[Dataset excerpts]
+---+
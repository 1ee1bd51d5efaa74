// Shared transport configuration for the hub's HTTP endpoints.
//
// The XML-RPC caller and the device-list client both build their
// reqwest::Client here so TLS, timeouts and pooling stay consistent.

use std::path::PathBuf;
use std::time::Duration;

use secrecy::SecretString;

use crate::error::Error;

const USER_AGENT: &str = concat!("hmccu/", env!("CARGO_PKG_VERSION"));

/// TLS verification mode (api-level mirror of core's `TlsVerification`).
#[derive(Debug, Clone)]
pub enum TlsMode {
    /// Use the system certificate store.
    System,
    /// Use a custom CA certificate from the given PEM file.
    CustomCa(PathBuf),
    /// Accept any certificate (CCUs ship self-signed certificates).
    DangerAcceptInvalid,
}

/// HTTP basic-auth credentials for hubs with authenticated RPC ports.
#[derive(Debug, Clone)]
pub struct BasicAuth {
    pub username: String,
    pub password: SecretString,
}

/// Shared transport configuration for building HTTP clients.
#[derive(Debug, Clone)]
pub struct TransportConfig {
    pub tls: TlsMode,
    /// Whole-request timeout for every outbound call.
    pub timeout: Duration,
    pub connect_timeout: Duration,
    pub credentials: Option<BasicAuth>,
}

impl Default for TransportConfig {
    fn default() -> Self {
        Self {
            tls: TlsMode::DangerAcceptInvalid,
            timeout: Duration::from_secs(10),
            connect_timeout: Duration::from_secs(5),
            credentials: None,
        }
    }
}

impl TransportConfig {
    /// Build a `reqwest::Client` from this config.
    ///
    /// Idle connections are never kept: every call opens a fresh one.
    pub fn build_client(&self) -> Result<reqwest::Client, Error> {
        let mut builder = reqwest::Client::builder()
            .timeout(self.timeout)
            .connect_timeout(self.connect_timeout)
            .pool_max_idle_per_host(0)
            .user_agent(USER_AGENT);

        match &self.tls {
            TlsMode::System => {}
            TlsMode::CustomCa(path) => {
                let cert_pem = std::fs::read(path)
                    .map_err(|e| Error::Tls(format!("failed to read CA cert: {e}")))?;
                let cert = reqwest::Certificate::from_pem(&cert_pem)
                    .map_err(|e| Error::Tls(format!("invalid CA cert: {e}")))?;
                builder = builder.add_root_certificate(cert);
            }
            TlsMode::DangerAcceptInvalid => {
                builder = builder.danger_accept_invalid_certs(true);
            }
        }

        builder
            .build()
            .map_err(|e| Error::Tls(format!("failed to build HTTP client: {e}")))
    }

    pub fn with_timeout(mut self, timeout: Duration) -> Self {
        self.timeout = timeout;
        self
    }

    pub fn with_basic_auth(mut self, username: impl Into<String>, password: SecretString) -> Self {
        self.credentials = Some(BasicAuth {
            username: username.into(),
            password,
        });
        self
    }
}
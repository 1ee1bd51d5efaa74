// Bounded-failure monitor for misbehaving hubs.
//
// Malformed inbound calls are never fatal. This only counts them and raises
// one error-level alarm per run of consecutive violations.

use std::sync::atomic::{AtomicBool, AtomicU64, Ordering};

use tracing::error;

use hmccu_api::ProtocolViolation;

#[derive(Debug)]
pub(crate) struct ViolationMonitor {
    threshold: u64,
    total: AtomicU64,
    consecutive: AtomicU64,
    alarmed: AtomicBool,
}

impl ViolationMonitor {
    pub(crate) fn new(threshold: u32) -> Self {
        Self {
            threshold: u64::from(threshold.max(1)),
            total: AtomicU64::new(0),
            consecutive: AtomicU64::new(0),
            alarmed: AtomicBool::new(false),
        }
    }

    /// Count one violation; returns `true` if this one raised the alarm.
    pub(crate) fn record(&self, violation: &ProtocolViolation) -> bool {
        self.total.fetch_add(1, Ordering::Relaxed);
        let run = self.consecutive.fetch_add(1, Ordering::AcqRel) + 1;

        if run >= self.threshold && !self.alarmed.swap(true, Ordering::AcqRel) {
            error!(
                consecutive = run,
                last = %violation,
                "hub keeps sending malformed calls"
            );
            return true;
        }
        false
    }

    /// A well-formed event arrived; the current run is over.
    pub(crate) fn reset(&self) {
        self.consecutive.store(0, Ordering::Release);
        self.alarmed.store(false, Ordering::Release);
    }

    pub(crate) fn total(&self) -> u64 {
        self.total.load(Ordering::Relaxed)
    }

    pub(crate) fn consecutive(&self) -> u64 {
        self.consecutive.load(Ordering::Acquire)
    }
}

#[cfg(test)]
mod tests {
    use super::*;

    fn violation() -> ProtocolViolation {
        ProtocolViolation::Undecodable("junk".into())
    }

    #[test]
    fn alarms_once_per_run() {
        let monitor = ViolationMonitor::new(3);
        assert!(!monitor.record(&violation()));
        assert!(!monitor.record(&violation()));
        assert!(monitor.record(&violation()));
        assert!(!monitor.record(&violation()));
        assert_eq!(monitor.consecutive(), 4);

        monitor.reset();
        assert_eq!(monitor.consecutive(), 0);
        assert_eq!(monitor.total(), 4);

        monitor.record(&violation());
        monitor.record(&violation());
        assert!(monitor.record(&violation()));
    }
}
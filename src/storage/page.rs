//! Page - the fixed-size unit of storage.
//!
//! A [`Page`] is a raw 4KB byte array. It is the unit of I/O between a
//! storage backend and the buffer pool, and each buffer frame owns one.

use std::fmt;

use crate::common::config::PAGE_SIZE;

/// A page of data (4KB, 4KB-aligned).
///
/// # Clone Implementation
/// `Page` does not implement `Clone` outside of tests. Copying 4KB should be
/// explicit, so production code uses [`Page::copy_from`].
///
/// # Example
/// ```
/// use pagepool::Page;
///
/// let mut page = Page::new();
/// page.as_mut_slice()[0] = 0xFF;
/// assert_eq!(page.as_slice()[0], 0xFF);
/// ```
#[repr(align(4096))]
pub struct Page {
    data: [u8; PAGE_SIZE],
}

impl Page {
    /// Create a new zeroed page.
    #[inline]
    pub fn new() -> Self {
        Self {
            data: [0u8; PAGE_SIZE],
        }
    }

    /// Get immutable slice of page data.
    #[inline]
    pub fn as_slice(&self) -> &[u8] {
        &self.data
    }

    /// Get mutable slice of page data.
    #[inline]
    pub fn as_mut_slice(&mut self) -> &mut [u8] {
        &mut self.data
    }

    /// Overwrite this page with the contents of `other`.
    #[inline]
    pub fn copy_from(&mut self, other: &Page) {
        self.data.copy_from_slice(&other.data);
    }

}

impl Default for Page {
    fn default() -> Self {
        Self::new()
    }
}

impl fmt::Debug for Page {
    fn fmt(&self, f: &mut fmt::Formatter<'_>) -> fmt::Result {
        let used = self.data.iter().rposition(|&b| b != 0).map_or(0, |i| i + 1);
        f.debug_struct("Page").field("used_bytes", &used).finish()
    }
}

// Clone only available in tests - forces explicit copying in production
#[cfg(test)]
impl Clone for Page {
    fn clone(&self) -> Self {
        let mut new_page = Page::new();
        new_page.copy_from(self);
        new_page
    }
}

#[cfg(test)]
mod tests {
    use super::*;

    #[test]
    fn test_page_size_and_alignment() {
        assert_eq!(std::mem::size_of::<Page>(), PAGE_SIZE);
        assert_eq!(std::mem::align_of::<Page>(), 4096);
    }

    #[test]
    fn test_page_copy_from() {
        let mut src = Page::new();
        src.as_mut_slice()[0] = 0xAB;
        src.as_mut_slice()[4095] = 0xCD;

        let mut dst = Page::new();
        dst.copy_from(&src);
        assert_eq!(dst.as_slice()[0], 0xAB);
        assert_eq!(dst.as_slice()[4095], 0xCD);

        // Independent after the copy
        src.as_mut_slice()[0] = 0;
        assert_eq!(dst.as_slice()[0], 0xAB);
    }

    #[test]
    fn test_page_debug_reports_used_bytes() {
        let mut page = Page::new();
        assert_eq!(format!("{:?}", page), "Page { used_bytes: 0 }");
        page.as_mut_slice()[9] = 1;
        assert_eq!(format!("{:?}", page), "Page { used_bytes: 10 }");
    }
}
+---+
Note how many lines in the data above contain "only", then state that number alone.

SOLVED PROBLEM: 2